Instructions to follow.
The whole listing is to be retyped exactly as it appears.
======
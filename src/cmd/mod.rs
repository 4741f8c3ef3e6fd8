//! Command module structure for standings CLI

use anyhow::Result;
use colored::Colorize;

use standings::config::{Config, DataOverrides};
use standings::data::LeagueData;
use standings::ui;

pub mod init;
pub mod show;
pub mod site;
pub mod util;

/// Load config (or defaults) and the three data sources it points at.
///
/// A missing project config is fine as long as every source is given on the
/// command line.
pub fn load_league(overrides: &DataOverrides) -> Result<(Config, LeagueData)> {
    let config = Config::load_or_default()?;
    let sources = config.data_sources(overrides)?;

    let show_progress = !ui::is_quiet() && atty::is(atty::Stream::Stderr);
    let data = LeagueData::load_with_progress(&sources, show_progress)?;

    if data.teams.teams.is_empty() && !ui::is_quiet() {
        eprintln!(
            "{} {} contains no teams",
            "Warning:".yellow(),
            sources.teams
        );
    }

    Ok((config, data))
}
======
Response area.
filename src/cmd/mod.rs
repository 4741f8c3ef3e6fd8
//! Command module structure for standings CLI

use anyhow::Result;
use colored::Colorize;

use standings::config::{Config, DataOverrides};
use standings::data::LeagueData;
use standings::ui;

pub mod init;
pub mod show;
pub mod site;
pub mod util;

/// Load config (or defaults) and the three data sources it points at.
///
/// A missing project config is fine as long as every source is given on the
/// command line.
pub fn load_league(overrides: &DataOverrides) -> Result<(Config, LeagueData)> {
    let config = Config::load_or_default()?;
    let sources = config.data_sources(overrides)?;

    let show_progress = !ui::is_quiet() && atty::is(atty::Stream::Stderr);
    let data = LeagueData::load_with_progress(&sources, show_progress)?;

    if data.teams.teams.is_empty() && !ui::is_quiet() {
        eprintln!(
            "{} {} contains no teams",
            "Warning:".yellow(),
            sources.teams
        );
    }

    Ok((config, data))
}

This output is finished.